Directions:
What lines below contain the string "return"? List them all.
◇ ◇ ◇ ◇ ◇
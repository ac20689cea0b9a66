use std::path::{Path, PathBuf};

use anyhow::{bail, Context, Result};
use clap::{Parser, Subcommand};
use tokio::io::{AsyncBufReadExt, BufReader};
use tokio::sync::broadcast::{self, error::RecvError};
use tracing::{debug, warn};
use tracing_subscriber::EnvFilter;

use crate::config::{Config, LoggingConfig};
use crate::engine::{Engine, EngineEvent};
use crate::errors::CallerError;
use crate::flow::validator::Validator;
use crate::flow::{load_path, FlowDocument};
use crate::storage::Storage;

#[derive(Parser)]
#[command(name = "chatflow")]
#[command(about = "Chatflow - run scripted conversations from flow documents", long_about = None)]
pub struct Cli {
    /// Path to config file (overrides default search)
    #[arg(long, global = true)]
    pub config: Option<PathBuf>,

    #[command(subcommand)]
    pub command: Commands,
}

#[derive(Subcommand)]
pub enum Commands {
    /// Chat with a flow on the terminal
    Run {
        /// Flow document (JSON)
        flow: PathBuf,

        /// Initial variables (JSON object)
        #[arg(long)]
        storage: Option<String>,

        /// Read-only variables that survive clearVariables (JSON object)
        #[arg(long)]
        global: Option<String>,

        /// Prefix bot output with the time
        #[arg(long)]
        timestamps: bool,
    },

    /// Validate a flow document
    Check {
        /// Flow document (JSON)
        flow: PathBuf,

        /// Fail on warnings too
        #[arg(long)]
        strict: bool,
    },

    /// List the validation rules
    Rules,
}

/// Run the CLI by parsing process arguments
pub async fn run_cli() -> Result<()> {
    let cli = Cli::parse();
    run_cli_with_args(cli).await
}

/// Run the CLI with provided arguments
pub async fn run_cli_from_args(args: Vec<String>) -> Result<()> {
    let cli = Cli::try_parse_from(args)?;
    run_cli_with_args(cli).await
}

async fn run_cli_with_args(cli: Cli) -> Result<()> {
    dotenvy::dotenv().ok();

    // Load configuration before anything else so errors show up first
    let config = Config::builder().config_path(cli.config).build()?;
    init_tracing(&config.logging);

    match cli.command {
        Commands::Run {
            flow,
            storage,
            global,
            timestamps,
        } => {
            let document = load_flow(&flow)?;
            for issue in Validator::new().validate(&document) {
                warn!(%issue, "flow has issues");
            }
            let storage = initial_storage(storage.as_deref(), global.as_deref())?;
            run_conversation(config, document, storage, timestamps).await?;
        }

        Commands::Check { flow, strict } => {
            let document = load_flow(&flow)?;
            let issues = Validator::new().validate(&document);
            let pages = document.pages().count();

            for issue in &issues {
                println!("  {}", issue);
            }

            let errors = issues.iter().filter(|issue| issue.is_error()).count();
            let warnings = issues.len() - errors;
            if errors > 0 || (strict && warnings > 0) {
                bail!(
                    "{}: {} error(s), {} warning(s)",
                    flow.display(),
                    errors,
                    warnings
                );
            }
            println!(
                "✓ {}: {} page(s), {} warning(s)",
                flow.display(),
                pages,
                warnings
            );
        }

        Commands::Rules => {
            for (id, description) in Validator::new().rules() {
                println!("  {:<18} {}", id, description);
            }
        }
    }

    Ok(())
}

fn init_tracing(logging: &LoggingConfig) {
    let filter = EnvFilter::try_from_default_env()
        .or_else(|_| EnvFilter::try_new(&logging.level))
        .unwrap_or_else(|_| EnvFilter::new("info"));

    // Already installed when embedded in a host
    let _ = tracing_subscriber::fmt()
        .with_env_filter(filter)
        .with_writer(std::io::stderr)
        .try_init();
}

fn load_flow(path: &Path) -> Result<FlowDocument> {
    load_path(path).with_context(|| format!("Failed to load flow {}", path.display()))
}

fn initial_storage(local: Option<&str>, global: Option<&str>) -> Result<Storage> {
    let mut storage = match local {
        Some(json) => Storage::from_value(
            serde_json::from_str(json).context("Invalid --storage JSON")?,
        ),
        None => Storage::new(),
    };
    if let Some(json) = global {
        storage = storage.with_global(serde_json::from_str(json).context("Invalid --global JSON")?);
    }
    Ok(storage)
}

async fn run_conversation(
    config: Config,
    document: FlowDocument,
    storage: Storage,
    timestamps: bool,
) -> Result<()> {
    let engine = Engine::builder(document)
        .config(config.engine)
        .storage(storage)
        .build();

    let printer = tokio::spawn(print_events(engine.subscribe(), timestamps));
    engine.start().await?;

    let mut lines = BufReader::new(tokio::io::stdin()).lines();
    loop {
        tokio::select! {
            line = lines.next_line() => {
                let Some(line) = line.context("Failed to read stdin")? else {
                    break;
                };
                let text = line.trim_end();
                if text == "/quit" {
                    break;
                }
                match engine.input_async(text).await {
                    Ok(()) => {}
                    Err(CallerError::NotWaitingInput) => eprintln!("(busy, input ignored)"),
                    Err(e) => return Err(e.into()),
                }
            }
            _ = tokio::signal::ctrl_c() => break,
        }
    }

    engine.stop().await;
    printer.await.context("Output task failed")?;
    Ok(())
}

async fn print_events(mut events: broadcast::Receiver<EngineEvent>, timestamps: bool) {
    loop {
        match events.recv().await {
            Ok(EngineEvent::Output(text)) => {
                if timestamps {
                    println!("[{}] {}", chrono::Local::now().format("%H:%M:%S"), text);
                } else {
                    println!("{}", text);
                }
            }
            Ok(EngineEvent::Error(error)) => eprintln!("! {}", error),
            Ok(EngineEvent::Exit) => break,
            Ok(event) => debug!(?event, "engine event"),
            Err(RecvError::Lagged(skipped)) => warn!(skipped, "output fell behind"),
            Err(RecvError::Closed) => break,
        }
    }
}
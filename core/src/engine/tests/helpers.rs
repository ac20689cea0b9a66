//! Test helpers for engine tests
//!
//! Engines are built with input and output recording on so tests can assert
//! on the transcript after each call.

use tokio::sync::broadcast::{self, error::TryRecvError};

use crate::config::EngineConfig;
use crate::engine::{Engine, EngineEvent};
use crate::flow::FlowDocument;

pub fn recording() -> EngineConfig {
    EngineConfig {
        record_inputs: true,
        record_outputs: true,
        ..Default::default()
    }
}

/// Parse a flow document, panicking on load errors.
pub fn flow(json: &str) -> FlowDocument {
    json.parse().expect("flow document should load")
}

pub fn engine(json: &str) -> Engine {
    engine_with(json, recording())
}

pub fn engine_with(json: &str, config: EngineConfig) -> Engine {
    Engine::builder(flow(json)).config(config).build()
}

/// Every event received so far.
pub fn drain(events: &mut broadcast::Receiver<EngineEvent>) -> Vec<EngineEvent> {
    let mut drained = Vec::new();
    loop {
        match events.try_recv() {
            Ok(event) => drained.push(event),
            Err(TryRecvError::Lagged(_)) => continue,
            Err(_) => break,
        }
    }
    drained
}

/// Messages of the error events received so far.
pub fn drain_errors(events: &mut broadcast::Receiver<EngineEvent>) -> Vec<String> {
    drain(events)
        .into_iter()
        .filter_map(|event| match event {
            EngineEvent::Error(error) => Some(error.to_string()),
            _ => None,
        })
        .collect()
}
//! Test helpers for handler and handle tests
//!
//! Fakes for every collaborator a [`Handle`] needs, bundled in a [`TestBed`].

use std::collections::VecDeque;
use std::sync::Mutex;

use anyhow::{anyhow, Result};
use async_trait::async_trait;
use serde_json::Value as JsonValue;
use tokio_util::sync::CancellationToken;

use crate::errors::FlowError;
use crate::flow::{Location, Step};
use crate::functions::FunctionDictionary;
use crate::handle::{Collaborators, Handle, InputPrompt, Interrupted, OutputSink, StepOutcome};
use crate::handlers::{default_handlers, run_pipeline};
use crate::network::{HttpClient, HttpRequest};
use crate::storage::{SharedStorage, Storage};

/// Prompt that hands out a fixed list of inputs, then reports an abort.
pub struct ScriptedPrompt {
    inputs: VecDeque<String>,
}

impl ScriptedPrompt {
    pub fn new<I, S>(inputs: I) -> Self
    where
        I: IntoIterator<Item = S>,
        S: Into<String>,
    {
        Self {
            inputs: inputs.into_iter().map(Into::into).collect(),
        }
    }

    pub fn empty() -> Self {
        Self {
            inputs: VecDeque::new(),
        }
    }

    pub fn remaining(&self) -> usize {
        self.inputs.len()
    }
}

#[async_trait]
impl InputPrompt for ScriptedPrompt {
    async fn next_input(&mut self) -> Result<String, Interrupted> {
        self.inputs.pop_front().ok_or(Interrupted::Aborted)
    }
}

/// Sink that keeps everything it is given.
#[derive(Default)]
pub struct RecordingSink {
    outputs: Mutex<Vec<String>>,
    errors: Mutex<Vec<String>>,
}

impl OutputSink for RecordingSink {
    fn print(&self, message: String) {
        self.outputs.lock().unwrap().push(message);
    }

    fn report(&self, error: FlowError) {
        self.errors.lock().unwrap().push(error.to_string());
    }
}

/// HTTP client answering from a queue of canned responses.
#[derive(Default)]
pub struct FakeHttp {
    responses: Mutex<VecDeque<Result<String>>>,
    requests: Mutex<Vec<HttpRequest>>,
}

impl FakeHttp {
    pub fn respond(self, body: impl Into<String>) -> Self {
        self.responses.lock().unwrap().push_back(Ok(body.into()));
        self
    }

    pub fn fail(self, message: &str) -> Self {
        self.responses
            .lock()
            .unwrap()
            .push_back(Err(anyhow!(message.to_string())));
        self
    }

    pub fn requests(&self) -> Vec<HttpRequest> {
        self.requests.lock().unwrap().clone()
    }
}

#[async_trait]
impl HttpClient for FakeHttp {
    async fn send(&self, request: HttpRequest) -> Result<String> {
        self.requests.lock().unwrap().push(request);
        self.responses
            .lock()
            .unwrap()
            .pop_front()
            .unwrap_or_else(|| Err(anyhow!("no canned response")))
    }
}

/// Everything a handle borrows, owned in one place.
pub struct TestBed {
    pub storage: SharedStorage,
    pub functions: FunctionDictionary,
    pub http: FakeHttp,
    pub sink: RecordingSink,
    pub cancel: CancellationToken,
    pub location: Location,
}

impl TestBed {
    pub fn new() -> Self {
        Self {
            storage: SharedStorage::default(),
            functions: FunctionDictionary::new(),
            http: FakeHttp::default(),
            sink: RecordingSink::default(),
            cancel: CancellationToken::new(),
            location: Location::page("/start"),
        }
    }

    pub fn with_storage(mut self, initial: JsonValue) -> Self {
        self.storage = SharedStorage::new(Storage::from_value(initial));
        self
    }

    pub fn with_functions(mut self, functions: FunctionDictionary) -> Self {
        self.functions = functions;
        self
    }

    pub fn with_http(mut self, http: FakeHttp) -> Self {
        self.http = http;
        self
    }

    pub fn collaborators(&self) -> Collaborators<'_> {
        Collaborators {
            storage: &self.storage,
            functions: &self.functions,
            http: &self.http,
            output: &self.sink,
            cancel: &self.cancel,
        }
    }

    pub fn handle<'a>(&'a self, step: &'a Step, prompt: &'a mut dyn InputPrompt) -> Handle<'a> {
        Handle::new(
            step,
            self.location.clone(),
            Some(self.location.successor()),
            self.collaborators(),
            prompt,
        )
    }

    /// Run the default pipeline over `step` with the given inputs.
    pub async fn run(&self, step: &Step, inputs: &[&str]) -> (Result<(), FlowError>, StepOutcome) {
        let mut prompt = ScriptedPrompt::new(inputs.iter().copied());
        let mut handle = self.handle(step, &mut prompt);
        let result = run_pipeline(&default_handlers(), &mut handle).await;
        (result, handle.into_outcome())
    }

    pub fn outputs(&self) -> Vec<String> {
        self.sink.outputs.lock().unwrap().clone()
    }

    pub fn errors(&self) -> Vec<String> {
        self.sink.errors.lock().unwrap().clone()
    }

    pub fn get(&self, path: &str) -> Option<JsonValue> {
        self.storage.get_value(path)
    }
}
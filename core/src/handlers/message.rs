use async_trait::async_trait;

use super::{Flow, StepHandler};
use crate::errors::FlowError;
use crate::handle::Handle;

pub struct MessageHandler;

#[async_trait]
impl StepHandler for MessageHandler {
    fn name(&self) -> &'static str {
        "message"
    }

    async fn process(&self, handle: &mut Handle<'_>) -> Result<Flow, FlowError> {
        if let Some(message) = &handle.step().message {
            let text = handle.storage().expand_string(&message.to_text());
            handle.print(text);
        }
        Ok(Flow::Continue)
    }
}
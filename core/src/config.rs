//! Layered configuration
//!
//! Sources, lowest precedence first:
//! 1. Built-in defaults
//! 2. A TOML file: the explicit path, else `CHATFLOW_CONFIG_PATH`, else
//!    `chatflow.toml` in the working directory when it exists
//! 3. Environment variables `CHATFLOW__SECTION__KEY`
//!    (e.g. `CHATFLOW__ENGINE__FREEFALL_LIMIT=50`)
//!
//! Settings authored in a flow document override the engine section for that
//! flow, see [`EngineConfig::with_document_settings`].

use std::path::{Path, PathBuf};
use std::time::Duration;

use anyhow::{Context, Result};
use serde::{Deserialize, Serialize};

use crate::flow::DocumentSettings;

const DEFAULT_CONFIG_FILE: &str = "chatflow.toml";
const CONFIG_PATH_ENV: &str = "CHATFLOW_CONFIG_PATH";
const ENV_PREFIX: &str = "CHATFLOW";

#[derive(Debug, Clone, Default, PartialEq, Serialize, Deserialize)]
#[serde(default)]
pub struct Config {
    pub engine: EngineConfig,
    pub logging: LoggingConfig,
}

/// Engine behaviour. Immutable once handed to an engine.
#[derive(Debug, Clone, PartialEq, Serialize, Deserialize)]
#[serde(default)]
pub struct EngineConfig {
    /// Consecutive steps without input before the run is cut off
    pub freefall_limit: usize,
    /// Page the conversation starts on and restarts from
    pub entry_page: String,
    /// Page visited when the user goes idle, if the document has it
    pub idle_page: String,
    /// Seconds of waiting for input before going idle; unset disables it
    pub idle_after_secs: Option<f64>,
    pub case_sensitive_triggers: bool,
    pub record_inputs: bool,
    pub record_outputs: bool,
    /// Attach storage patches to step events (see `debug`)
    pub record_patches: bool,
    /// Buffer of the event broadcast channel
    pub event_capacity: usize,
}

impl Default for EngineConfig {
    fn default() -> Self {
        Self {
            freefall_limit: 1000,
            entry_page: "/start".to_string(),
            idle_page: "/on-idle".to_string(),
            idle_after_secs: None,
            case_sensitive_triggers: false,
            record_inputs: false,
            record_outputs: false,
            record_patches: false,
            event_capacity: 1024,
        }
    }
}

impl EngineConfig {
    pub fn idle_after(&self) -> Option<Duration> {
        self.idle_after_secs
            .filter(|secs| secs.is_finite() && *secs > 0.0)
            .map(Duration::from_secs_f64)
    }

    /// Apply the settings a flow document carries.
    pub fn with_document_settings(mut self, settings: &DocumentSettings) -> Self {
        if let Some(case_sensitive) = settings.case_sensitive_trigger {
            self.case_sensitive_triggers = case_sensitive;
        }
        if let Some(idle_after) = settings.idle_after_seconds {
            self.idle_after_secs = Some(idle_after);
        }
        self
    }
}

#[derive(Debug, Clone, PartialEq, Serialize, Deserialize)]
#[serde(default)]
pub struct LoggingConfig {
    /// Default `EnvFilter` directive when `RUST_LOG` is unset
    pub level: String,
}

impl Default for LoggingConfig {
    fn default() -> Self {
        Self {
            level: "info".to_string(),
        }
    }
}

impl Config {
    pub fn builder() -> ConfigBuilder {
        ConfigBuilder::default()
    }

    /// Load from the default sources.
    pub fn load() -> Result<Self> {
        Self::builder().build()
    }
}

#[derive(Debug, Default)]
pub struct ConfigBuilder {
    config_path: Option<PathBuf>,
    skip_env: bool,
}

impl ConfigBuilder {
    /// Config file path (overrides default search)
    pub fn config_path(mut self, path: Option<PathBuf>) -> Self {
        self.config_path = path;
        self
    }

    /// Ignore `CHATFLOW__*` environment variables
    pub fn without_env(mut self) -> Self {
        self.skip_env = true;
        self
    }

    pub fn build(self) -> Result<Config> {
        let defaults = config::Config::try_from(&Config::default())
            .context("Failed to serialize default configuration")?;
        let mut builder = config::Config::builder().add_source(defaults);

        if let Some((path, required)) = self.config_file() {
            builder = builder.add_source(
                config::File::from(path.as_path())
                    .format(config::FileFormat::Toml)
                    .required(required),
            );
        }

        if !self.skip_env {
            builder = builder.add_source(
                config::Environment::with_prefix(ENV_PREFIX)
                    .separator("__")
                    .try_parsing(true),
            );
        }

        builder
            .build()
            .context("Failed to load configuration")?
            .try_deserialize()
            .context("Invalid configuration")
    }

    /// The file to read and whether it must exist.
    fn config_file(&self) -> Option<(PathBuf, bool)> {
        if let Some(path) = &self.config_path {
            return Some((path.clone(), true));
        }
        if let Ok(path) = std::env::var(CONFIG_PATH_ENV) {
            return Some((PathBuf::from(path), true));
        }
        let default = Path::new(DEFAULT_CONFIG_FILE);
        default.exists().then(|| (default.to_path_buf(), false))
    }
}
//! Validation Rules
//!
//! One rule per file:
//!
//! - `dangling_target.rs` - `next`, `links`, `failNext` and trigger targets that resolve nowhere
//! - `missing_variable.rs` - inputs without a variable to store into
//! - `invalid_pattern.rs` - text input patterns that are not valid regexes

mod dangling_target;
mod invalid_pattern;
mod missing_variable;

pub use dangling_target::DanglingTargetRule;
pub use invalid_pattern::InvalidPatternRule;
pub use missing_variable::MissingVariableRule;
◇ ◇ ◇ ◇ ◇
The completed task:
                    Err(e) => return Err(e.into()),
            return Some((path.clone(), true));
            return Some((PathBuf::from(path), true));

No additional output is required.